Clouds reflect the sun’s rays and thus have a cooling effect. But they also retain warmth like a blanket. Scientists are not yet able to say what their net effect is on climate change. It’s even called ‘one of the greatest mysteries’. Delft researchers are trying to help unravel this mystery.
Cloud researcher Dr Louise Nuijens and PhD Students Geiske de Groot and Kevin Helfer at the department of Geoscience & Remote Sensing (CEG Faculty) are taking part in a large-scale project called EUREC4A (Elucidating the role of clouds-circulation coupling in climate) in Barbados. Some 40 institutions from 10 countries are involved in this German-French initiative.
“The choice of the island of Barbados is not coincidental,” says Nuijens. “Barbados’ easterly position in the Caribbean makes it ideal. The clouds, low cumulus that are part of the eastern trade winds, are still pure. They are not affected by mountain ranges or industry, and low cumulus clouds, the ones we are most interested in, are most abundant in the sub-tropics.”
Measuring the size of droplets
The Caribbean clouds will be screened from top to bottom. The scientists will study the dynamics of the atmospheric and oceanic conditions in which the clouds form and dissolve. Four ships will observe clouds from below, five planes will dive into them. Kites with measuring instruments will be launched and probes will be dropped from the air. Satellites and radars will register data from a distance.
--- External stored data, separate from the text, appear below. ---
//! SVG document synthesis for the vector artifact.
//!
//! The vector artifact is rebuilt from the text and colors rather than traced
//! from pixels. Renderers may pick different font metrics than the raster
//! backend did, so the two outputs can differ slightly.

use crate::surface::{CANVAS_SIZE, FONT_FAMILY, FONT_SIZE, SizePx};

const SVG_NAMESPACE: &str = "http://www.w3.org/2000/svg";

/// Builds the favicon SVG document.
///
/// The document has one background `rect` covering the viewbox and one
/// centered `text` element. Both colors are copied verbatim into the `fill`
/// declarations, escaped only as far as XML requires.
///
/// # Example
///
/// ```
/// use favicon_renderer::build_svg;
///
/// let svg = build_svg("F", "#4F46E5", "#FFFFFF");
/// assert!(svg.contains("fill: #4F46E5"));
/// assert!(svg.contains(">F</text>"));
/// ```
pub fn build_svg(text: &str, background_color: &str, foreground_color: &str) -> String {
    let size = CANVAS_SIZE;
    let background = escape_xml(background_color);
    let foreground = escape_xml(foreground_color);

    format!(
        concat!(
            r#"<svg xmlns="{ns}" width="{size}" height="{size}" viewBox="0 0 {size} {size}">"#,
            r#"<rect x="0" y="0" width="{size}" height="{size}" style="fill: {background}"/>"#,
            "{text}",
            "</svg>"
        ),
        ns = SVG_NAMESPACE,
        size = size,
        background = background,
        text = text_element(text, &format!(r#"style="fill: {foreground}""#)),
    )
}

/// Builds a standalone SVG document holding only the glyph, with no
/// background.
pub(crate) fn build_glyph_svg(text: &str, fill_hex: &str, fill_opacity: f32) -> String {
    let size = CANVAS_SIZE;
    let paint = format!(r#"fill="{fill_hex}" fill-opacity="{fill_opacity}""#);

    format!(
        r#"<svg xmlns="{SVG_NAMESPACE}" width="{size}" height="{size}" viewBox="0 0 {size} {size}">{}</svg>"#,
        text_element(text, &paint)
    )
}

/// Renders the centered `text` element shared by both documents.
fn text_element(text: &str, paint: &str) -> String {
    let (cx, cy) = SizePx::canvas().center();

    format!(
        concat!(
            r#"<text x="{cx}" y="{cy}" text-anchor="middle" dominant-baseline="middle" "#,
            r#"font-family="{family}" font-weight="bold" font-size="{font_size}" {paint}>"#,
            "{content}</text>"
        ),
        cx = cx,
        cy = cy,
        family = FONT_FAMILY,
        font_size = FONT_SIZE,
        paint = paint,
        content = escape_xml(text),
    )
}

/// Escapes markup characters and drops characters XML 1.0 cannot carry.
pub(crate) fn escape_xml(value: &str) -> String {
    let mut out = String::with_capacity(value.len());
    for c in value.chars() {
        match c {
            '&' => out.push_str("&amp;"),
            '<' => out.push_str("&lt;"),
            '>' => out.push_str("&gt;"),
            '"' => out.push_str("&quot;"),
            '\'' => out.push_str("&apos;"),
            c if is_xml_char(c) => out.push(c),
            _ => {}
        }
    }
    out
}

fn is_xml_char(c: char) -> bool {
    matches!(c,
        '\t' | '\n' | '\r'
        | '\u{20}'..='\u{D7FF}'
        | '\u{E000}'..='\u{FFFD}'
        | '\u{10000}'..='\u{10FFFF}')
}

#[cfg(test)]
mod tests {
    use super::*;
    use resvg::usvg::{Options, Tree};

    #[test]
    fn document_has_one_rect_and_one_text() {
        let svg = build_svg("F", "#4F46E5", "#FFFFFF");

        assert_eq!(svg.matches("<rect").count(), 1);
        assert_eq!(svg.matches("<text").count(), 1);
        assert!(svg.contains(r#"viewBox="0 0 32 32""#));
        assert!(svg.contains(r#"font-size="20""#));
        assert!(svg.contains(r#"font-weight="bold""#));
        assert!(svg.contains(r#"x="16" y="16""#));
        assert!(svg.contains(r#"text-anchor="middle""#));
    }

    #[test]
    fn colors_appear_verbatim() {
        let svg = build_svg("F", "#4F46E5", "#FFFFFF");

        assert!(svg.contains("fill: #4F46E5"));
        assert!(svg.contains("fill: #FFFFFF"));
    }

    #[test]
    fn document_is_well_formed() {
        let svg = build_svg("<&", "rgb(1, 2, 3)", "hotpink");
        assert!(Tree::from_str(&svg, &Options::default()).is_ok());
        assert!(svg.contains("&lt;&amp;</text>"));
    }

    #[test]
    fn empty_text_produces_empty_text_element() {
        let svg = build_svg("", "#000", "#fff");
        assert!(svg.contains("></text>"));
        assert!(Tree::from_str(&svg, &Options::default()).is_ok());
    }

    #[test]
    fn control_characters_are_dropped() {
        assert_eq!(escape_xml("A\u{0}\u{7}B"), "AB");
        assert_eq!(escape_xml("\"'"), "&quot;&apos;");
    }

    #[test]
    fn glyph_document_has_no_background() {
        let svg = build_glyph_svg("F", "#ffffff", 1.0);
        assert!(!svg.contains("<rect"));
        assert!(svg.contains(r##"fill="#ffffff" fill-opacity="1""##));
    }
}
Lidar instruments shoot beams of laser light into the atmosphere
The TU Delft scientists will use Lidar technology on the German research vessel Meteor. Lidar instruments shoot beams of laser light into the atmosphere to measure the movement of air around the clouds. Lidar will also enable the scientists to measure the water vapour around the clouds. Water vapour has a significant impact on the way in which clouds grow and behave. Research at Eurec 4a began on 20 January and will run until 20 February.
The findings can be incorporated into climate models to make them more accurate. Clouds are already appearing in the most recent models which the international climate panel IPCC will soon be examining.
EUREC4A is the first field study to test hypothesized mechanisms whereby changes in cloudiness with global warming act to amplify this warming, a positive feedback which would increase Earth’s climate sensitivity. These hypotheses have been distilled from several rounds of international climate model intercomparison studies, over a period of decades.